Pontos centrais da ementa
- Agravo regimental interposto contra decisão monocrática que negou provimento a recurso especial.
- O agravante foi condenado à pena de três anos e quatro meses de reclusão, em regime inicial aberto, substituída por duas penas restritivas de direitos, por acumular indevidamente os cargos de Agente Penitenciário e Técnico Judiciário, recebendo remuneração de ambos sem prestar os serviços correspondentes do primeiro.
- A questão em discussão consiste em saber se a conduta do agravante, ao receber remuneração sem prestar os serviços, configura o crime de peculato ou mera falta funcional.
- Outra questão em discussão é se a declaração falsa de não acumulação de cargos públicos, feita pelo agravante ao tomar posse no TRT, configura o crime de falsidade ideológica.
Resultado indicado
Agravo improvido.
Ementa oficial
DIREITO PENAL. AGRAVO REGIMENTAL. PECULATO E FALSIDADE IDEOLÓGICA. ACUMULAÇÃO INDEVIDA DE CARGOS PÚBLICOS. AGRAVO IMPROVIDO. I. Caso em exame 1. Agravo regimental interposto contra decisão monocrática que negou provimento a recurso especial. 2. O agravante foi condenado à pena de três anos e quatro meses de reclusão, em regime inicial aberto, substituída por duas penas restritivas de direitos, por acumular indevidamente os cargos de Agente Penitenciário e Técnico Judiciário, recebendo remuneração de ambos sem prestar os serviços correspondentes do primeiro. II. Questão em discussão 3. A questão em discussão consiste em saber se a conduta do agravante, ao receber remuneração sem prestar os serviços, configura o crime de peculato ou mera falta funcional. 4. Outra questão em discussão é se a declaração falsa de não acumulação de cargos públicos, feita pelo agravante ao tomar posse no TRT, configura o crime de falsidade ideológica.
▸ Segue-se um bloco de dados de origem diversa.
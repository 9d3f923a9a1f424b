//! Runtime configuration
//!
//! Loaded from TOML. Every section and field is optional and falls back to
//! its default.

use serde::{Deserialize, Serialize};
use std::fs;
use std::path::{Path, PathBuf};
use thiserror::Error;

use credence_engine::CrawlConfig;
use credence_net::HttpConfig;

/// Errors from loading configuration
#[derive(Debug, Error)]
pub enum ConfigError {
    #[error("Failed to read config {path}: {source}")]
    Io {
        path: PathBuf,
        #[source]
        source: std::io::Error,
    },

    #[error("Invalid config: {0}")]
    Parse(#[from] toml::de::Error),
}

/// Top-level configuration
#[derive(Debug, Clone, Default, Serialize, Deserialize)]
#[serde(default)]
pub struct CredenceConfig {
    pub http: HttpConfig,
    pub crawler: CrawlConfig,
    pub registry: RegistryConfig,
    pub pipeline: PipelineConfig,
}

/// Registry startup options
#[derive(Debug, Clone, Serialize, Deserialize)]
#[serde(default)]
pub struct RegistryConfig {
    /// Load the curated reliable/unreliable lists at startup
    pub seed_curated: bool,
    /// Ledger snapshot read at startup and written after mutations
    pub snapshot_path: Option<PathBuf>,
}

impl Default for RegistryConfig {
    fn default() -> Self {
        Self {
            seed_curated: true,
            snapshot_path: None,
        }
    }
}

/// Pipeline options
#[derive(Debug, Clone, Serialize, Deserialize)]
#[serde(default)]
pub struct PipelineConfig {
    /// Buffer size of the reliability event channel
    pub event_capacity: usize,
}

impl Default for PipelineConfig {
    fn default() -> Self {
        Self { event_capacity: 64 }
    }
}

impl CredenceConfig {
    /// Load configuration from a TOML file
    pub fn load(path: impl AsRef<Path>) -> Result<Self, ConfigError> {
        let path = path.as_ref();
        let contents = fs::read_to_string(path).map_err(|source| ConfigError::Io {
            path: path.to_path_buf(),
            source,
        })?;
        Self::from_toml(&contents)
    }

    /// Parse configuration from a TOML string
    pub fn from_toml(contents: &str) -> Result<Self, ConfigError> {
        Ok(toml::from_str(contents)?)
    }
}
III. Razões de decidir 5. A conduta do agravante configura peculato, pois houve apropriação de verbas públicas alheias, com dolo evidenciado pela conduta omissiva deliberada do recorrente, que, mesmo já empossado em outro cargo, continuou recebendo a remuneração do cargo anterior indevidamente. 6. A declaração falsa de não acumulação de cargos públicos, feita pelo agravante, configura falsidade ideológica, pois ele estava efetivamente acumulando dois cargos públicos no momento da declaração. 7. A jurisprudência invocada pelo agravante, que considera atípica a conduta de servidor que se apropria de salários sem prestar serviços, não se aplica ao caso, pois a situação envolve acumulação ilícita de cargos e apropriação dolosa de recursos públicos. IV. Dispositivo e tese 8. Agravo improvido. Tese de julgamento: "1. A apropriação de verbas públicas mediante acumulação indevida de cargos configura peculato quando há dolo na percepção de remuneração sem vínculo funcional legítimo. 2. A declaração falsa de não acumulação de cargos públicos configura falsidade ideológica quando o agente efetivamente acumula cargos no momento da declaração." Dispositivos relevantes citados: CP, arts. 299 e 312.Jurisprudência relevante citada: STJ, AgRg no HC 547.212/PR, Rel. Min. Ribeiro Dantas, Quinta Turma, julgado em 05.03.2020.
Referências legislativas
["LEG:FED DEL:002848 ANO:1940\n***** CP-40 CÓDIGO PENAL\n ART:00312"]
Fonte e transparência
Conteúdo documental proveniente do conjunto oficial de dados abertos do STJ. Consulte também a pesquisa de jurisprudência do STJ e o arquivo oficial de origem deste registro.
Aviso: este material tem finalidade informativa e documental. Não constitui parecer jurídico nem garante aplicação do entendimento a outro processo.